The Palauan medicinal plant “Ongael” or ‘Delal a Kar” was proven effective in helping people with diabetes.
The trial and the research project piloted by the Palau-based Pacific Academic Institute for Research (PAIR) made use of traditional medicine or plants readily available on the island.
The clinical trial launched early last year had 68 patients volunteering to the test.
“The results were worth all the effort as participants have seen their diabetes improve, on average, just as much as with a standard anti-diabetic drug. Moreover, these were precisely patients having difficulty controlling their disease with standard medicines. As a bonus, their body weight went down, their waist-lines shrank and even blood pressure decreased,” a press release from the PAIR stated earlier.
One patient of the clinical trial, Veronica Simeon, 47, took part in the trial. She was diagnosed with type 2 diabetes that made her feel worn out all the time. Simeon said she was also overweight and needed to change her lifestyle by exercising frequently.
Veronica Simeon, 47, took part in the clinical trial to prove efficacious of the plant Ongeal . She said taking it made her feel better and healthier. photo by Bernadette H. Carreon
Simeon said for six weeks she had to take the medicinal plant by drinking 30cc of the boiled plant three times a day, 30 minutes before any meal.
“It helped after the clinical trial, my high blood pressure was good and I have lost six lbs.,” Simeon added.
Simeon said since then she was able to maintain a normal blood pressure.
In an earlier interview, Dr. Victor Yano, one of the authors of a study published in the Journal of Ethnopharmacology 2014 said that several Palauans are already self-preparing the concoction.
With positive results of this study, Dr. Yano is planning to conduct another with non-diabetic obese individuals for a period of 12 weeks. He hopes to see favorable results on weight, blood pressure, cholesterol and sugar levels. For this second study, he said work has begun with partners in Geneva.
The study was a collaboration of researchers from PAIR and Palau’s Ministry of Health; Dr. Yano also co-authored the study with Bertrand Graz and Dr. Christopher Kitalong.
For years the plant might have been ignored as an effective remedy for diabetes and preventing obesity.
According to a Global Health at the Institute for Health Metrics and Evaluation report last year , Palau is one of the countries in the Pacific with high levels of obesity, one risk factor of diabetes.

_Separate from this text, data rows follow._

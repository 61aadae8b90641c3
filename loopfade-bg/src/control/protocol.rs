//! obs-websocket v5 wire format
//!
//! Every frame is a JSON object `{ "op": <opcode>, "d": { ... } }`. Only the
//! opcodes needed for identification and request/response are modelled here;
//! events (op 5) are read and discarded by the client.

use base64::engine::general_purpose::STANDARD as BASE64;
use base64::Engine;
use serde::{Deserialize, Serialize};
use serde_json::{json, Value};
use sha2::{Digest, Sha256};

use super::MediaOptions;
use crate::playback::MediaReference;

/// RPC version requested in `Identify`
pub const RPC_VERSION: u32 = 1;

/// Frame opcodes
pub mod op {
    pub const HELLO: u8 = 0;
    pub const IDENTIFY: u8 = 1;
    pub const IDENTIFIED: u8 = 2;
    pub const EVENT: u8 = 5;
    pub const REQUEST: u8 = 6;
    pub const REQUEST_RESPONSE: u8 = 7;
}

/// Request type names used by this crate
pub mod request_type {
    pub const SET_INPUT_SETTINGS: &str = "SetInputSettings";
    pub const SET_SOURCE_FILTER_SETTINGS: &str = "SetSourceFilterSettings";
    pub const SET_CURRENT_SCENE_TRANSITION: &str = "SetCurrentSceneTransition";
    pub const SET_CURRENT_PROGRAM_SCENE: &str = "SetCurrentProgramScene";
}

/// Outer envelope of every message in both directions
#[derive(Debug, Clone, Serialize, Deserialize)]
pub struct Frame {
    pub op: u8,
    #[serde(default)]
    pub d: Value,
}

impl Frame {
    /// Decode a text message
    pub fn parse(text: &str) -> Result<Self, serde_json::Error> {
        serde_json::from_str(text)
    }

    /// Encode for sending
    pub fn to_text(&self) -> Result<String, serde_json::Error> {
        serde_json::to_string(self)
    }

    /// Build an `Identify` frame
    pub fn identify(authentication: Option<String>) -> Result<Self, serde_json::Error> {
        let identify = Identify {
            rpc_version: RPC_VERSION,
            authentication,
            event_subscriptions: 0,
        };
        Ok(Self {
            op: op::IDENTIFY,
            d: serde_json::to_value(identify)?,
        })
    }

    /// Build a `Request` frame
    pub fn request(request_type: &str, request_id: &str, request_data: Value) -> Self {
        Self {
            op: op::REQUEST,
            d: json!({
                "requestType": request_type,
                "requestId": request_id,
                "requestData": request_data,
            }),
        }
    }

    /// Decode the payload as a specific message body
    pub fn body<T: for<'de> Deserialize<'de>>(&self) -> Result<T, serde_json::Error> {
        T::deserialize(&self.d)
    }
}

/// Server greeting (op 0)
#[derive(Debug, Clone, Deserialize)]
#[serde(rename_all = "camelCase")]
pub struct Hello {
    #[serde(default)]
    pub obs_web_socket_version: Option<String>,
    pub rpc_version: u32,
    #[serde(default)]
    pub authentication: Option<AuthChallenge>,
}

/// Authentication parameters offered in `Hello`
#[derive(Debug, Clone, Deserialize)]
pub struct AuthChallenge {
    pub challenge: String,
    pub salt: String,
}

/// Client identification (op 1)
#[derive(Debug, Clone, Serialize)]
#[serde(rename_all = "camelCase")]
pub struct Identify {
    pub rpc_version: u32,
    #[serde(skip_serializing_if = "Option::is_none")]
    pub authentication: Option<String>,
    pub event_subscriptions: u32,
}

/// Identification accepted (op 2)
#[derive(Debug, Clone, Deserialize)]
#[serde(rename_all = "camelCase")]
pub struct Identified {
    pub negotiated_rpc_version: u32,
}

/// Response to a request (op 7)
#[derive(Debug, Clone, Deserialize)]
#[serde(rename_all = "camelCase")]
pub struct RequestResponse {
    pub request_type: String,
    pub request_id: String,
    pub request_status: RequestStatus,
    #[serde(default)]
    pub response_data: Option<Value>,
}

#[derive(Debug, Clone, Deserialize)]
pub struct RequestStatus {
    pub result: bool,
    pub code: u32,
    #[serde(default)]
    pub comment: Option<String>,
}

/// Compute the `Identify.authentication` string:
/// `base64(sha256(base64(sha256(password + salt)) + challenge))`
pub fn auth_response(password: &str, challenge: &AuthChallenge) -> String {
    let secret = BASE64.encode(Sha256::digest(format!("{}{}", password, challenge.salt)));
    BASE64.encode(Sha256::digest(format!("{}{}", secret, challenge.challenge)))
}

/// `SetInputSettings` payload loading a media file into a media source.
///
/// `overlay` keeps the source's other settings intact.
pub fn set_input_settings(source: &str, media: &MediaReference, options: MediaOptions) -> Value {
    json!({
        "inputName": source,
        "inputSettings": {
            "local_file": media.as_str(),
            "looping": options.looping,
            "playback_speed": options.speed,
        },
        "overlay": true,
    })
}

/// `SetSourceFilterSettings` payload setting the opacity of a colour filter
pub fn set_filter_opacity(source: &str, filter: &str, opacity: f64) -> Value {
    json!({
        "sourceName": source,
        "filterName": filter,
        "filterSettings": {
            "opacity": opacity,
        },
    })
}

PAIR statement said that the clinical trial, “made it possible to understand how the plant works: it stimulates fast insulin secretion in the body; it improves liver function for fat and glucose digestion; and -- here is the explanation why Ongael triggers hunger without weight gain-- it increases oxygen consumption, which means the use of more energy.”
The published study was a community survey conducted with the help of high school students of Upward Bound Program of the Palau Community College (PCC).
Ongael (Phaleria nisidae)
Local name for this native plant is Ongael, but popularly called Delalakar, which in Palauan language literally means "mother of medicine."